Aka v Commission for Children and Young People

Case

[2013] NSWADT 131

07 June 2013


Administrative Decisions Tribunal


New South Wales

Medium Neutral Citation: AKA v Commission for Children and Young People [2013] NSWADT 131
Hearing dates:29 April 2013
Decision date: 07 June 2013
Jurisdiction:Community Services Division
Before: L Goodchild, Judicial Member
Decision:

The Act is not to apply to the Applicant in respect of the offence of indecent assault committed in February 1994.

Catchwords: Declaration applicant not a prohibited person
Legislation Cited: Commission for Children and Young People Act, 1998.
Child Protection (Prohibited Employment) Act, 1998.
Child Protection (Working with Children) Act, 2012 No. 51.
Child Protection (Working with Children Regulations 2012.
Cases Cited: Commissioner for Children and Young People v FZ [2011] NSWCA 111
Commissioner of Children and Young People v VR [2012] NSWSC 1385
Commissioner for Children and Young People v BR [2012] NSWSC 1385
Commissioner of Children and Young People v V (2002) SC 949; 56 NSWLR 476:
CR v Commissioner for Children and Young People [2002] NSWIRComm 101
R v Commissioner for Children and Young People [2002] NSWIRComm 101
VR v Commissioner for Children and Young People [2012] NSWADT 83
Category:Principal judgment
Parties: AKA (Applicant)
Commissioner for Children and Young People (Respondent)
Representation: Counsel
R Lee (Respondent)
Mr. Tunks (Applicant)
Crown Solicitors Office (Respondent)
File Number(s):124017
Publication restriction:Section 126 of the Administrative Decisions Tribunal Act, 1997 applies.

reasons for decision

  1. In 1995, the Applicant was convicted of one count of indecent assault pursuant to Section 61L of the Crimes Act 1900. The offence is punishable by a term of imprisonment of up to 5 years. Accordingly, the offence of indecent assault falls within the definition of serious sex offence for the purposes of the Commission for Children and Young People Act, 1998 ("the Act"). This is referred to as the 'index offence'. The victim was an adult. The offence was committed on 3 or 4 February 1994.

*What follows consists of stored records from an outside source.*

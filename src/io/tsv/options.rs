use std::fmt::Debug;
use std::sync::Arc;

use indexmap::IndexMap;
use serde::{
    Deserialize,
    Serialize,
};

use super::format::FileType;
use crate::data_structs::{
    Column,
    Converter,
};
use crate::error::TsvError;
use crate::io::compression::Compression;

fn default_delimit() -> String {
    "\t".to_string()
}

fn default_comment() -> Option<String> {
    Some("#".to_string())
}

fn default_true() -> bool {
    true
}

fn check_delimit(delimit: &str) -> Result<(), TsvError> {
    if delimit.is_empty() {
        return Err(TsvError::InvalidOption(
            "delimiter must not be empty".to_string(),
        ));
    }
    Ok(())
}

/// Options of [`TsvReader`](super::TsvReader).
///
/// | field       | default | meaning                                            |
/// |-------------|---------|----------------------------------------------------|
/// | `delimit`   | `"\t"`  | field separator                                    |
/// | `comment`   | `"#"`   | lines starting with it are skipped; `None` disables |
/// | `skip`      | `0`     | leading non-comment lines dropped before data      |
/// | `ftype`     | none    | format tag, see [`FileType`]                       |
/// | `cnames`    | `[]`    | columns appended after the format schema           |
/// | `xcols`     | `[]`    | extra columns of the `bedx` format                 |
/// | `tmeta`     | `{}`    | converters for `head`/`nometa` columns by name     |
/// | `head`      | `true`  | whether a `nometa` file has a header line          |
/// | `compression` | by suffix | overrides suffix-based detection             |
#[derive(Debug, Clone, Serialize, Deserialize)]
#[serde(default)]
pub struct ReaderOptions {
    #[serde(default = "default_delimit")]
    pub delimit:     String,
    #[serde(default = "default_comment")]
    pub comment:     Option<String>,
    pub skip:        usize,
    pub ftype:       Option<String>,
    pub cnames:      Vec<Column>,
    pub xcols:       Vec<Column>,
    pub tmeta:       IndexMap<String, Converter>,
    #[serde(default = "default_true")]
    pub head:        bool,
    pub compression: Option<Compression>,
}

impl Default for ReaderOptions {
    fn default() -> Self {
        Self {
            delimit:     default_delimit(),
            comment:     default_comment(),
            skip:        0,
            ftype:       None,
            cnames:      Vec::new(),
            xcols:       Vec::new(),
            tmeta:       IndexMap::new(),
            head:        true,
            compression: None,
        }
    }
}

impl ReaderOptions {
    pub fn with_delimit(
        mut self,
        delimit: &str,
    ) -> Self {
        self.delimit = delimit.to_string();
        self
    }

    pub fn with_comment(
        mut self,
        comment: Option<&str>,
    ) -> Self {
        self.comment = comment.map(str::to_string);
        self
    }

    pub fn with_skip(
        mut self,
        skip: usize,
    ) -> Self {
        self.skip = skip;
        self
    }

    pub fn with_ftype(
        mut self,
        ftype: &str,
    ) -> Self {
        self.ftype = Some(ftype.to_string());
        self
    }

    pub fn with_cnames<I, C>(
        mut self,
        cnames: I,
    ) -> Self
    where
        I: IntoIterator<Item = C>,
        C: Into<Column>, {
        self.cnames = cnames.into_iter().map(Into::into).collect();
        self
    }

    pub fn with_xcols<I, C>(
        mut self,
        xcols: I,
    ) -> Self
    where
        I: IntoIterator<Item = C>,
        C: Into<Column>, {
        self.xcols = xcols.into_iter().map(Into::into).collect();
        self
    }

    pub fn with_tmeta<I, S>(
        mut self,
        tmeta: I,
    ) -> Self
    where
        I: IntoIterator<Item = (S, Converter)>,
        S: Into<String>, {
        self.tmeta = tmeta
            .into_iter()
            .map(|(k, v)| (k.into(), v))
            .collect();
        self
    }

    pub fn with_head(
        mut self,
        head: bool,
    ) -> Self {
        self.head = head;
        self
    }

    pub fn with_compression(
        mut self,
        compression: Compression,
    ) -> Self {
        self.compression = Some(compression);
        self
    }

    /// Comment prefix, with an empty prefix treated as disabled.
    pub(crate) fn comment_prefix(&self) -> Option<&str> {
        self.comment
            .as_deref()
            .filter(|c| !c.is_empty())
    }

    /// Validates the options and resolves the format tag.
    pub fn validate(&self) -> Result<FileType, TsvError> {
        check_delimit(&self.delimit)?;
        FileType::for_reader(self.ftype.as_deref().unwrap_or_default())
    }
}

/// Options of [`TsvWriter`](super::TsvWriter).
#[derive(Debug, Clone, Serialize, Deserialize)]
#[serde(default)]
pub struct WriterOptions {
    #[serde(default = "default_delimit")]
    pub delimit:           String,
    pub ftype:             Option<String>,
    pub cnames:            Vec<Column>,
    pub compression:       Option<Compression>,
    pub compression_level: u32,
}

impl Default for WriterOptions {
    fn default() -> Self {
        Self {
            delimit:           default_delimit(),
            ftype:             None,
            cnames:            Vec::new(),
            compression:       None,
            compression_level: 6,
        }
    }
}

impl WriterOptions {
    pub fn with_delimit(
        mut self,
        delimit: &str,
    ) -> Self {
        self.delimit = delimit.to_string();
        self
    }

    pub fn with_ftype(
        mut self,
        ftype: &str,
    ) -> Self {
        self.ftype = Some(ftype.to_string());
        self
    }

    pub fn with_cnames<I, C>(
        mut self,
        cnames: I,
    ) -> Self
    where
        I: IntoIterator<Item = C>,
        C: Into<Column>, {
        self.cnames = cnames.into_iter().map(Into::into).collect();
        self
    }

    pub fn with_compression(
        mut self,
        compression: Compression,
        level: u32,
    ) -> Self {
        self.compression = Some(compression);
        self.compression_level = level;
        self
    }

    pub fn validate(&self) -> Result<FileType, TsvError> {
        check_delimit(&self.delimit)?;
        if self.compression_level > 9 {
            return Err(TsvError::InvalidOption(format!(
                "compression level must be within 0..=9, got {}",
                self.compression_level
            )));
        }
        FileType::for_writer(self.ftype.as_deref().unwrap_or_default())
    }
}

type BulkTransform = dyn Fn(Vec<String>) -> Vec<String> + Send + Sync;
type KeyTransform = dyn Fn(&str) -> String + Send + Sync;

/// Renaming applied to column names before a header line is written.
#[derive(Clone)]
pub enum HeadTransform {
    /// Receives all names at once.
    Bulk(Arc<BulkTransform>),
    /// Applied to matching names only.
    PerKey(IndexMap<String, Arc<KeyTransform>>),
}

impl HeadTransform {
    pub fn bulk<F>(func: F) -> Self
    where
        F: Fn(Vec<String>) -> Vec<String> + Send + Sync + 'static, {
        HeadTransform::Bulk(Arc::new(func))
    }

    pub fn per_key<I, S, F>(funcs: I) -> Self
    where
        I: IntoIterator<Item = (S, F)>,
        S: Into<String>,
        F: Fn(&str) -> String + Send + Sync + 'static, {
        HeadTransform::PerKey(
            funcs
                .into_iter()
                .map(|(k, f)| (k.into(), Arc::new(f) as Arc<KeyTransform>))
                .collect(),
        )
    }

    /// Plain renaming of selected columns.
    pub fn rename<I, S, T>(pairs: I) -> Self
    where
        I: IntoIterator<Item = (S, T)>,
        S: Into<String>,
        T: Into<String>, {
        Self::per_key(pairs.into_iter().map(|(from, to)| {
            let to: String = to.into();
            (from, move |_: &str| to.clone())
        }))
    }

    pub fn apply(
        &self,
        keys: Vec<String>,
    ) -> Vec<String> {
        match self {
            HeadTransform::Bulk(func) => func(keys),
            HeadTransform::PerKey(funcs) => {
                keys.into_iter()
                    .map(|key| {
                        match funcs.get(&key) {
                            Some(func) => func(&key),
                            None => key,
                        }
                    })
                    .collect()
            },
        }
    }
}

impl Debug for HeadTransform {
    fn fmt(
        &self,
        f: &mut std::fmt::Formatter<'_>,
    ) -> std::fmt::Result {
        match self {
            HeadTransform::Bulk(_) => write!(f, "HeadTransform::Bulk"),
            HeadTransform::PerKey(funcs) => {
                f.debug_tuple("HeadTransform::PerKey")
                    .field(&funcs.keys().collect::<Vec<_>>())
                    .finish()
            },
        }
    }
}

/// How the header line of an output is written.
#[derive(Debug, Clone, Serialize, Deserialize)]
#[serde(default)]
pub struct HeadOptions {
    #[serde(default = "default_true")]
    pub head:      bool,
    pub prefix:    String,
    /// Header delimiter; the body delimiter when unset.
    pub delimit:   Option<String>,
    #[serde(skip)]
    pub transform: Option<HeadTransform>,
}

impl Default for HeadOptions {
    fn default() -> Self {
        Self {
            head:      true,
            prefix:    String::new(),
            delimit:   None,
            transform: None,
        }
    }
}

impl HeadOptions {
    pub fn with_head(
        mut self,
        head: bool,
    ) -> Self {
        self.head = head;
        self
    }

    pub fn with_prefix(
        mut self,
        prefix: &str,
    ) -> Self {
        self.prefix = prefix.to_string();
        self
    }

    pub fn with_delimit(
        mut self,
        delimit: &str,
    ) -> Self {
        self.delimit = Some(delimit.to_string());
        self
    }

    pub fn with_transform(
        mut self,
        transform: HeadTransform,
    ) -> Self {
        self.transform = Some(transform);
        self
    }
}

  1. As a result of the commission of the above offence, the Applicant is a prohibited person and s. 33C of the Act applies such that there is an absolute prohibition on the Applicant engaging in child related employment without an exemption from this Tribunal.

Circumstances of the Index Offence

  1. The following summary provides the circumstances of the index offence. The offence was committed between 2am and 4am in February 1994 in a residential unit block. The Applicant and another male had met the victim and another female at a bar earlier in the evening. The Applicant and the other male person accompanied the victim and the other female back to an apartment. The Applicant was intoxicated on the evening, as was the victim. The facts disclose that at one stage when the Applicant went to shower to 'sober up', he came out of the bathroom and the victim was passed out on a bed in the apartment. The applicant removed the clothing of the victim. He removed his own clothing and lay on the victim before the other male person removed him. The victim was unconscious at the time of the offence. The applicant attempted to encourage the other male person to 'join in' the activity.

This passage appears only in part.